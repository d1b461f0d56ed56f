//! Rolldown plugin serving the in-memory entry, virtual modules and imports
//! that live in the site's asset tree.
//!
//! Asset-tree modules get ids in the `ns-kiln:` namespace so diagnostics can
//! tell them apart from `node_modules` code; relative imports made from those
//! modules (or from the in-memory entry) are resolved through the asset tree
//! rather than the filesystem.

use std::borrow::Cow;
use std::collections::BTreeMap;
use std::path::Path;
use std::sync::Arc;

use anyhow::Context;
use kiln_js::assets::normalize_logical;
use kiln_js::{AssetFs, Loader, NS_IMPORT, STDIN_MARKER, Stdin, resolve_component};
use rolldown_common::{ModuleType, ResolvedExternal};
use rolldown_plugin::{
    HookLoadArgs, HookLoadOutput, HookLoadReturn, HookResolveIdArgs, HookResolveIdOutput,
    HookResolveIdReturn, HookUsage, Plugin, PluginContext,
};

/// Id prefix of virtual modules such as `@params`.
const VIRTUAL_PREFIX: &str = "\0kiln-virtual:";

/// What a module id refers to.
#[derive(Debug, Clone, PartialEq, Eq)]
pub(crate) enum Source {
    Stdin,
    Virtual(String),
    /// A file from the asset tree, by absolute path.
    Asset(String),
}

impl Source {
    fn from_id(id: &str) -> Option<Self> {
        if id == STDIN_MARKER {
            return Some(Source::Stdin);
        }
        if let Some(name) = id.strip_prefix(VIRTUAL_PREFIX) {
            return Some(Source::Virtual(name.to_string()));
        }
        id.strip_prefix(NS_IMPORT)
            .and_then(|rest| rest.strip_prefix(':'))
            .map(|path| Source::Asset(path.to_string()))
    }
}

#[derive(Debug, Clone)]
pub struct AssetTreePlugin {
    assets: Arc<dyn AssetFs>,
    stdin: Option<Arc<Stdin>>,
    virtual_modules: Arc<BTreeMap<String, String>>,
}

impl AssetTreePlugin {
    pub fn new(
        assets: Arc<dyn AssetFs>,
        stdin: Option<Stdin>,
        virtual_modules: BTreeMap<String, String>,
    ) -> Self {
        Self {
            assets,
            stdin: stdin.map(Arc::new),
            virtual_modules: Arc::new(virtual_modules),
        }
    }

    /// Resolves `specifier` imported from `importer` to a module id this
    /// plugin serves, or `None` to leave it to Rolldown.
    pub(crate) fn resolve(&self, specifier: &str, importer: Option<&str>) -> Option<String> {
        if specifier == STDIN_MARKER && self.stdin.is_some() {
            return Some(STDIN_MARKER.to_string());
        }
        if self.virtual_modules.contains_key(specifier) {
            return Some(format!("{VIRTUAL_PREFIX}{specifier}"));
        }

        let relative = specifier.starts_with("./") || specifier.starts_with("../");
        let logical = if relative {
            let dir = self.importer_dir(importer?)?;
            normalize_logical(&format!("{dir}/{specifier}"))?
        } else {
            if Path::new(specifier).is_absolute() {
                return None;
            }
            normalize_logical(specifier)?
        };

        let meta = resolve_component(self.assets.as_ref(), &logical).filter(|m| !m.is_dir)?;
        tracing::debug!(specifier, file = %meta.filename.display(), "resolved from asset tree");
        Some(format!("{NS_IMPORT}:{}", meta.filename.display()))
    }

    /// Logical asset-tree directory of an importer this plugin owns.
    fn importer_dir(&self, importer: &str) -> Option<String> {
        match Source::from_id(importer)? {
            Source::Stdin => self.stdin.as_ref().map(|s| s.source_dir.clone()),
            Source::Virtual(_) => None,
            Source::Asset(path) => {
                let parent = Path::new(&path).parent()?;
                let meta = self.assets.stat(&parent.to_string_lossy())?;
                Some(meta.name)
            }
        }
    }

    /// Source text and module type for an id this plugin owns.
    pub(crate) async fn load_source(&self, id: &str) -> anyhow::Result<Option<(String, ModuleType)>> {
        let Some(source) = Source::from_id(id) else {
            return Ok(None);
        };
        match source {
            Source::Stdin => Ok(self
                .stdin
                .as_ref()
                .map(|s| (s.contents.clone(), loader_module_type(s.loader)))),
            Source::Virtual(name) => Ok(self
                .virtual_modules
                .get(&name)
                .map(|code| (code.clone(), ModuleType::Js))),
            Source::Asset(path) => {
                let code = tokio::fs::read_to_string(&path)
                    .await
                    .with_context(|| format!("Failed to read asset module: {path}"))?;
                Ok(Some((code, infer_module_type(&path))))
            }
        }
    }
}

impl Plugin for AssetTreePlugin {
    fn name(&self) -> Cow<'static, str> {
        "kiln:asset-tree".into()
    }

    fn register_hook_usage(&self) -> HookUsage {
        HookUsage::ResolveId | HookUsage::Load
    }

    fn resolve_id(
        &self,
        _ctx: &PluginContext,
        args: &HookResolveIdArgs,
    ) -> impl std::future::Future<Output = HookResolveIdReturn> + Send {
        let resolved = self.resolve(args.specifier, args.importer);

        async move {
            Ok(resolved.map(|id| HookResolveIdOutput {
                id: id.into(),
                external: Some(ResolvedExternal::Bool(false)),
                ..Default::default()
            }))
        }
    }

    fn load(
        &self,
        _ctx: &PluginContext,
        args: &HookLoadArgs<'_>,
    ) -> impl std::future::Future<Output = HookLoadReturn> + Send {
        let id = args.id.to_string();
        let plugin = self.clone();

        async move {
            let Some((code, module_type)) = plugin.load_source(&id).await? else {
                return Ok(None);
            };
            Ok(Some(HookLoadOutput {
                code: code.into(),
                module_type: Some(module_type),
                ..Default::default()
            }))
        }
    }
}

fn loader_module_type(loader: Loader) -> ModuleType {
    match loader {
        Loader::Js => ModuleType::Js,
        Loader::Ts => ModuleType::Ts,
        Loader::Jsx => ModuleType::Jsx,
        Loader::Tsx => ModuleType::Tsx,
    }
}

/// Infers module type from file extension
fn infer_module_type(id: &str) -> ModuleType {
    match Path::new(id).extension().and_then(|e| e.to_str()) {
        Some("tsx") => ModuleType::Tsx,
        Some("ts" | "mts" | "cts") => ModuleType::Ts,
        Some("jsx") => ModuleType::Jsx,
        Some("css") => ModuleType::Css,
        Some("json") => ModuleType::Json,
        _ => ModuleType::Js,
    }
}

#[cfg(test)]
mod tests {
    use super::*;
    use kiln_js::{MemoryAssetFs, OsAssetFs};
    use tempfile::TempDir;

    fn plugin(assets: Arc<dyn AssetFs>) -> AssetTreePlugin {
        let stdin = Stdin {
            contents: "import './util';".into(),
            sourcefile: "js/main.ts".into(),
            source_dir: "js".into(),
            loader: Loader::Ts,
            ..Default::default()
        };
        let mut virtual_modules = BTreeMap::new();
        virtual_modules.insert("@params".to_string(), "export default {};\n".to_string());
        AssetTreePlugin::new(assets, Some(stdin), virtual_modules)
    }

    fn memory() -> Arc<dyn AssetFs> {
        Arc::new(
            MemoryAssetFs::new("/site/assets")
                .with_file("js/util.ts", "export {}")
                .with_file("js/lib/index.js", "export {}")
                .with_file("shared/theme.js", "export {}"),
        )
    }

    #[test]
    fn test_infer_module_type() {
        assert!(matches!(infer_module_type("file.js"), ModuleType::Js));
        assert!(matches!(infer_module_type("file.jsx"), ModuleType::Jsx));
        assert!(matches!(infer_module_type("file.ts"), ModuleType::Ts));
        assert!(matches!(infer_module_type("file.tsx"), ModuleType::Tsx));
        assert!(matches!(infer_module_type("file.css"), ModuleType::Css));
        assert!(matches!(infer_module_type("file.json"), ModuleType::Json));
    }

    #[test]
    fn test_stdin_and_virtual_ids() {
        let p = plugin(memory());
        assert_eq!(p.resolve(STDIN_MARKER, None).as_deref(), Some(STDIN_MARKER));
        assert_eq!(
            p.resolve("@params", Some(STDIN_MARKER)),
            Some(format!("{VIRTUAL_PREFIX}@params"))
        );
    }

    #[test]
    fn test_relative_import_from_stdin_uses_source_dir() {
        let p = plugin(memory());
        assert_eq!(
            p.resolve("./util", Some(STDIN_MARKER)).as_deref(),
            Some("ns-kiln:/site/assets/js/util.ts")
        );
        assert_eq!(
            p.resolve("../shared/theme", Some(STDIN_MARKER)).as_deref(),
            Some("ns-kiln:/site/assets/shared/theme.js")
        );
    }

    #[test]
    fn test_relative_import_from_namespaced_module() {
        let p = plugin(memory());
        assert_eq!(
            p.resolve("./lib", Some("ns-kiln:/site/assets/js/util.ts")).as_deref(),
            Some("ns-kiln:/site/assets/js/lib/index.js")
        );
    }

    #[test]
    fn test_bare_asset_path_and_unknown_packages() {
        let p = plugin(memory());
        assert_eq!(
            p.resolve("shared/theme", Some("/real/file.js")).as_deref(),
            Some("ns-kiln:/site/assets/shared/theme.js")
        );
        assert_eq!(p.resolve("react", Some(STDIN_MARKER)), None);
        assert_eq!(p.resolve("./util", Some("/real/file.js")), None);
        assert_eq!(p.resolve("./util", None), None);
    }

    #[tokio::test]
    async fn test_load_sources() {
        let dir = TempDir::new().unwrap();
        std::fs::create_dir_all(dir.path().join("js")).unwrap();
        std::fs::write(dir.path().join("js/util.jsx"), "export const a = <b/>;").unwrap();
        let p = plugin(Arc::new(OsAssetFs::new(dir.path())));

        let (code, module_type) = p.load_source(STDIN_MARKER).await.unwrap().unwrap();
        assert_eq!(code, "import './util';");
        assert!(matches!(module_type, ModuleType::Ts));

        let id = p.resolve("./util", Some(STDIN_MARKER)).unwrap();
        let (code, module_type) = p.load_source(&id).await.unwrap().unwrap();
        assert_eq!(code, "export const a = <b/>;");
        assert!(matches!(module_type, ModuleType::Jsx));

        let virtual_id = format!("{VIRTUAL_PREFIX}@params");
        let (code, _) = p.load_source(&virtual_id).await.unwrap().unwrap();
        assert_eq!(code, "export default {};\n");

        assert!(p.load_source("/node_modules/react/index.js").await.unwrap().is_none());
        assert!(p.load_source("ns-kiln:/missing.js").await.is_err());
    }
}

□ □ □ □

▶ EXERCISE PROMPT
Would you return each line of the material above, unchanged, from the first one through the line where "made from those" appears?

▶ RESULT
repository d1b461f0d56ed56f
//! Rolldown plugin serving the in-memory entry, virtual modules and imports
//! that live in the site's asset tree.
//!
//! Asset-tree modules get ids in the `ns-kiln:` namespace so diagnostics can
//! tell them apart from `node_modules` code; relative imports made from those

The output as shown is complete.